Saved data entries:
==*==
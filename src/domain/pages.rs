//! Routing rules for markdown pages loaded from the content directory.

use std::path::{Component, Path};

const INDEX_ROUTE: &str = "/index";
const RESERVED_ROUTES: [&str; 5] = ["/", "/post", "/admin", "/impressum", "/privacy"];

/// Where a markdown file lands once loaded.
#[derive(Debug, Clone, PartialEq, Eq)]
pub enum PageRoute {
    /// `index.md` at the top of the content directory; shown on the home page.
    Intro,
    /// Served at this path.
    Path(String),
    /// Collides with a built-in route and is skipped.
    Reserved(String),
}

/// Map a file path relative to the content directory to its route.
///
/// Returns `None` for non-markdown files and paths that escape the directory.
pub fn route_for(relative: &Path) -> Option<PageRoute> {
    if relative.extension().and_then(|ext| ext.to_str()) != Some("md") {
        return None;
    }

    let stem = relative.with_extension("");
    let mut route = String::new();
    for component in stem.components() {
        match component {
            Component::Normal(segment) => {
                route.push('/');
                route.push_str(segment.to_str()?);
            }
            _ => return None,
        }
    }

    if route.is_empty() {
        return None;
    }
    if route == INDEX_ROUTE {
        return Some(PageRoute::Intro);
    }
    if RESERVED_ROUTES.contains(&route.as_str()) {
        return Some(PageRoute::Reserved(route));
    }
    Some(PageRoute::Path(route))
}

/// A route with a single segment, such as `/about`, shows up in navigation.
pub fn is_top_level(route: &str) -> bool {
    route.matches('/').count() == 1
}

#[derive(Debug, Clone, PartialEq, Eq)]
pub struct NavLink {
    pub name: String,
    pub url: String,
}

impl NavLink {
    pub fn for_route(route: &str) -> Self {
        Self {
            name: route.trim_matches('/').to_string(),
            url: route.to_string(),
        }
    }
}
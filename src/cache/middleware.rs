//! Response cache middleware.
//!
//! Serves eligible GET requests from the static-asset or page store and
//! records fresh `200 OK` responses on a miss. Anything the cache cannot
//! handle is passed through exactly as the inner handler produced it.

use std::sync::Arc;

use axum::{
    body::Body,
    extract::State,
    http::{HeaderValue, Request, StatusCode, header::CONTENT_TYPE},
    middleware::Next,
    response::Response,
};
use tracing::{debug, info, instrument};

use super::{
    CacheConfig, CacheStats, CacheStores,
    capture::{Captured, capture_body},
    policy::{Admission, Bypass, CacheClass, ResponseVerdict, admit_request, admit_response},
    store::{CacheEntry, CacheStore},
};

/// Shared cache state for the middleware.
#[derive(Clone)]
pub struct CacheState {
    pub config: Arc<CacheConfig>,
    pub stores: Arc<CacheStores>,
    pub stats: Arc<CacheStats>,
}

impl CacheState {
    pub fn new(config: CacheConfig, stores: Arc<CacheStores>) -> Self {
        Self {
            config: Arc::new(config),
            stores,
            stats: Arc::new(CacheStats::new()),
        }
    }

    fn store_for(&self, class: CacheClass) -> &CacheStore<CacheEntry> {
        match class {
            CacheClass::Static => &self.stores.static_assets,
            CacheClass::Page => &self.stores.pages,
        }
    }

    fn mark_non_cacheable(&self, key: &str, phase: &'static str) {
        self.stores.mark_non_cacheable(key);
        self.stats.record_rejected_after_handler(phase);
    }
}

/// Middleware for response caching.
///
/// The cache key is the request path. The inner handler runs at most once per
/// request, and a miss never delays the response beyond reading its body.
#[instrument(skip_all, fields(path = %request.uri().path()))]
pub async fn response_cache_layer(
    State(cache): State<CacheState>,
    request: Request<Body>,
    next: Next,
) -> Response {
    let key = request.uri().path().to_string();

    let admission = admit_request(&cache.config, request.method(), request.uri(), |path| {
        cache.stores.is_non_cacheable(path)
    });

    let class = match admission {
        Admission::Eligible(class) => class,
        Admission::Bypass(reason) => {
            debug!(cache = "bypass", reason = reason.as_str(), "passing request through");
            match reason {
                Bypass::KnownNonCacheable => cache.stats.record_rejected_before_handler(),
                other => cache.stats.record_bypass(other.as_str()),
            }
            return next.run(request).await;
        }
    };

    let store = cache.store_for(class);

    if let Some(entry) = store.get(&key) {
        debug!(cache = store.name(), outcome = "hit", "serving cached response");
        cache.stats.record_hit(store.name());
        return build_response(entry);
    }

    debug!(
        cache = store.name(),
        outcome = "miss",
        "cache miss, executing handler"
    );
    cache.stats.record_miss(store.name());

    let response = next.run(request).await;

    let limit = match admit_response(&cache.config, class, response.status(), response.headers()) {
        ResponseVerdict::Capture { limit } => limit,
        ResponseVerdict::Oversized { declared } => {
            info!(
                cache = store.name(),
                declared_bytes = declared,
                limit_bytes = cache.config.static_body_limit_bytes,
                "declared length exceeds limit, marking path non-cacheable"
            );
            cache.mark_non_cacheable(&key, "declared_length");
            return response;
        }
        ResponseVerdict::NotStorable => {
            debug!(
                cache = store.name(),
                status = response.status().as_u16(),
                "response not storable"
            );
            return response;
        }
    };

    let (parts, body) = response.into_parts();

    match capture_body(body, limit).await {
        Captured::Complete(bytes) => {
            let entry = CacheEntry::new(&parts.headers, bytes.clone());
            if let Some(evicted) = store.put(key, entry) {
                debug!(cache = store.name(), evicted = %evicted, "evicted least recently used entry");
            }
            cache.stats.record_stored();
            debug!(cache = store.name(), bytes = bytes.len(), "caching response");
            Response::from_parts(parts, Body::from(bytes))
        }
        Captured::Overflow(body) => {
            info!(
                cache = store.name(),
                limit_bytes = cache.config.static_body_limit_bytes,
                "body exceeded limit while reading, marking path non-cacheable"
            );
            cache.mark_non_cacheable(&key, "streaming");
            Response::from_parts(parts, body)
        }
        Captured::Failed(body) => {
            debug!(cache = store.name(), "response body failed, not caching");
            Response::from_parts(parts, body)
        }
    }
}

/// Build a response from a cached entry.
fn build_response(entry: CacheEntry) -> Response {
    let mut response = Response::new(Body::from(entry.body));
    *response.status_mut() = StatusCode::OK;

    let headers = response.headers_mut();
    for (name, value) in entry.headers {
        headers.append(name, value);
    }
    if !headers.contains_key(CONTENT_TYPE)
        && let Some(media_type) = entry.media_type
    {
        headers.insert(CONTENT_TYPE, media_type);
    }

    response
}
//! Tracing subscriber and metric descriptions.

use std::sync::Once;

use metrics::{Unit, describe_counter};
use tracing_error::ErrorLayer;
use tracing_subscriber::{
    EnvFilter, fmt,
    layer::{Layer, SubscriberExt},
    util::SubscriberInitExt,
};

use crate::cache::{
    METRIC_CACHE_BYPASS_TOTAL, METRIC_CACHE_EVICT_TOTAL, METRIC_CACHE_HIT_TOTAL,
    METRIC_CACHE_MISS_TOTAL, METRIC_CACHE_NON_CACHEABLE_TOTAL,
};
use crate::config::{LogFormat, LoggingSettings};

use super::error::InfraError;

const CACHE_COUNTERS: [(&str, &str); 5] = [
    (
        METRIC_CACHE_HIT_TOTAL,
        "Responses served from the static-assets or pages store.",
    ),
    (
        METRIC_CACHE_MISS_TOTAL,
        "Eligible requests that ran the handler because nothing was stored.",
    ),
    (
        METRIC_CACHE_EVICT_TOTAL,
        "Least recently used entries dropped to stay within capacity.",
    ),
    (
        METRIC_CACHE_BYPASS_TOTAL,
        "Requests that skipped the cache, labelled by reason.",
    ),
    (
        METRIC_CACHE_NON_CACHEABLE_TOTAL,
        "Static paths remembered as too large to cache.",
    ),
];

static DESCRIBE: Once = Once::new();

/// Install the global subscriber. Fails if one is already set.
pub fn init(logging: &LoggingSettings) -> Result<(), InfraError> {
    DESCRIBE.call_once(describe_metrics);

    let filter = EnvFilter::builder()
        .with_default_directive(logging.level.into())
        .from_env_lossy();

    tracing_subscriber::registry()
        .with(filter)
        .with(ErrorLayer::default())
        .with(output_layer(logging.format))
        .try_init()
        .map_err(|err| InfraError::Telemetry(format!("failed to install tracing subscriber: {err}")))
}

fn output_layer<S>(format: LogFormat) -> Box<dyn Layer<S> + Send + Sync + 'static>
where
    S: tracing::Subscriber + for<'span> tracing_subscriber::registry::LookupSpan<'span>,
{
    match format {
        LogFormat::Json => fmt::layer()
            .json()
            .with_current_span(true)
            .with_span_list(true)
            .with_target(true)
            .boxed(),
        LogFormat::Compact => fmt::layer().compact().with_target(true).boxed(),
    }
}

fn describe_metrics() {
    for (name, description) in CACHE_COUNTERS {
        describe_counter!(name, Unit::Count, description);
    }
}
==*==
AIM OF THE EXERCISE:
Copy out each line in the preceding records that contains "InfraError".

YOUR RESPONSE:
use super::error::InfraError;
pub fn init(logging: &LoggingSettings) -> Result<(), InfraError> {
        .map_err(|err| InfraError::Telemetry(format!("failed to install tracing subscriber: {err}")))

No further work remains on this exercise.